(Extracted data)

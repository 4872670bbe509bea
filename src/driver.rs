//! Tokio driver for the tunneling connection.
//!
//! [`KnxIpDriver`] is a cheap, cloneable handle. `connect` spawns one session
//! task that owns the control and data transports plus the sans-IO
//! [`TunnelConnection`], and drives it from a single select loop:
//!
//! ```text
//!   control.recv ─┐
//!   data.recv    ─┼──▶ TunnelConnection ──▶ poll_transmit ──▶ control/data.send
//!   commands     ─┤        (now)        └─▶ poll_event    ──▶ waiters + broadcast
//!   sleep_until  ─┘
//! ```
//!
//! The handle talks to the task through a command channel. Application
//! events go out on a `broadcast` channel, the connection state on a
//! `watch` channel.
//!
//! ## Example
//!
//! ```rust,no_run
//! use knx_tunnel::{DriverConfig, DriverEvent, GroupAddress, KnxIpDriver, Telegram};
//! use std::net::Ipv4Addr;
//!
//! # async fn demo() -> knx_tunnel::Result<()> {
//! let driver = KnxIpDriver::new(DriverConfig::new(Ipv4Addr::new(192, 168, 1, 10)));
//! let mut events = driver.subscribe();
//! driver.connect().await?;
//!
//! driver
//!     .send(Telegram::group_write(GroupAddress::new(1, 2, 3)?, &[1])?)
//!     .await?;
//!
//! while let Ok(event) = events.recv().await {
//!     if let DriverEvent::Message(telegram) = event {
//!         println!("{telegram}");
//!     }
//! }
//! # Ok(())
//! # }
//! ```

use crate::config::DriverConfig;
use crate::error::{KnxError, Result};
use crate::net::tokio_adapter::UdpTransport;
use crate::net::{determine_local_address, AsyncTransport};
use crate::protocol::constants::MAX_FRAME_SIZE;
use crate::protocol::services::Packet;
use crate::protocol::telegram::Telegram;
use crate::protocol::tunnel::{
    Channel, ConnectionState, DisconnectReason, Transmit, TunnelConnection, TunnelEvent,
    TunnelSettings,
};
use core::future::Future;
use std::collections::HashMap;
use std::net::SocketAddrV4;
use std::sync::Arc;
use tokio::sync::{broadcast, mpsc, oneshot, watch, Mutex};
use tokio::time::Instant;

/// Buffered events per subscriber before it starts lagging
const EVENT_CAPACITY: usize = 64;

/// Event published to subscribers
#[derive(Debug, Clone, PartialEq, Eq)]
pub enum DriverEvent {
    /// Handshake complete
    Connected {
        /// Channel assigned by the gateway
        channel_id: u8,
    },
    /// Telegram received from the bus
    Message(Telegram),
    /// Open tunnel closed
    Disconnected(DisconnectReason),
    /// Every decoded inbound packet
    Packet(Packet),
}

/// Capabilities of a KNX bus driver
pub trait Driver: Send + Sync {
    /// Open the tunnel, resolves once the gateway accepted it
    fn connect(&self) -> impl Future<Output = Result<()>> + Send;

    /// Close the tunnel, resolves once it is closed
    fn disconnect(&self) -> impl Future<Output = Result<()>> + Send;

    /// Send a telegram, resolves once the gateway acked and the bus confirmed it
    fn send(&self, telegram: Telegram) -> impl Future<Output = Result<()>> + Send;

    /// True while the tunnel is open
    fn is_connected(&self) -> bool;

    /// Receive driver events from now on
    fn subscribe(&self) -> broadcast::Receiver<DriverEvent>;
}

type Reply = oneshot::Sender<Result<()>>;

#[derive(Debug)]
enum SessionCommand {
    AwaitConnected(Reply),
    Send { telegram: Telegram, reply: Reply },
    Disconnect(Reply),
}

/// Channels shared between the handles and the session task
#[derive(Debug)]
struct Shared {
    events: broadcast::Sender<DriverEvent>,
    state: watch::Sender<ConnectionState>,
}

#[derive(Debug)]
struct Inner {
    config: DriverConfig,
    shared: Arc<Shared>,
    session: Mutex<Option<mpsc::UnboundedSender<SessionCommand>>>,
}

/// KNXnet/IP tunneling driver
#[derive(Debug, Clone)]
pub struct KnxIpDriver {
    inner: Arc<Inner>,
}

(End Extracted data)

For this exercise, return every line from the data that holds the string "Reply".

Solved problem:
type Reply = oneshot::Sender<Result<()>>;
    AwaitConnected(Reply),
    Send { telegram: Telegram, reply: Reply },
    Disconnect(Reply),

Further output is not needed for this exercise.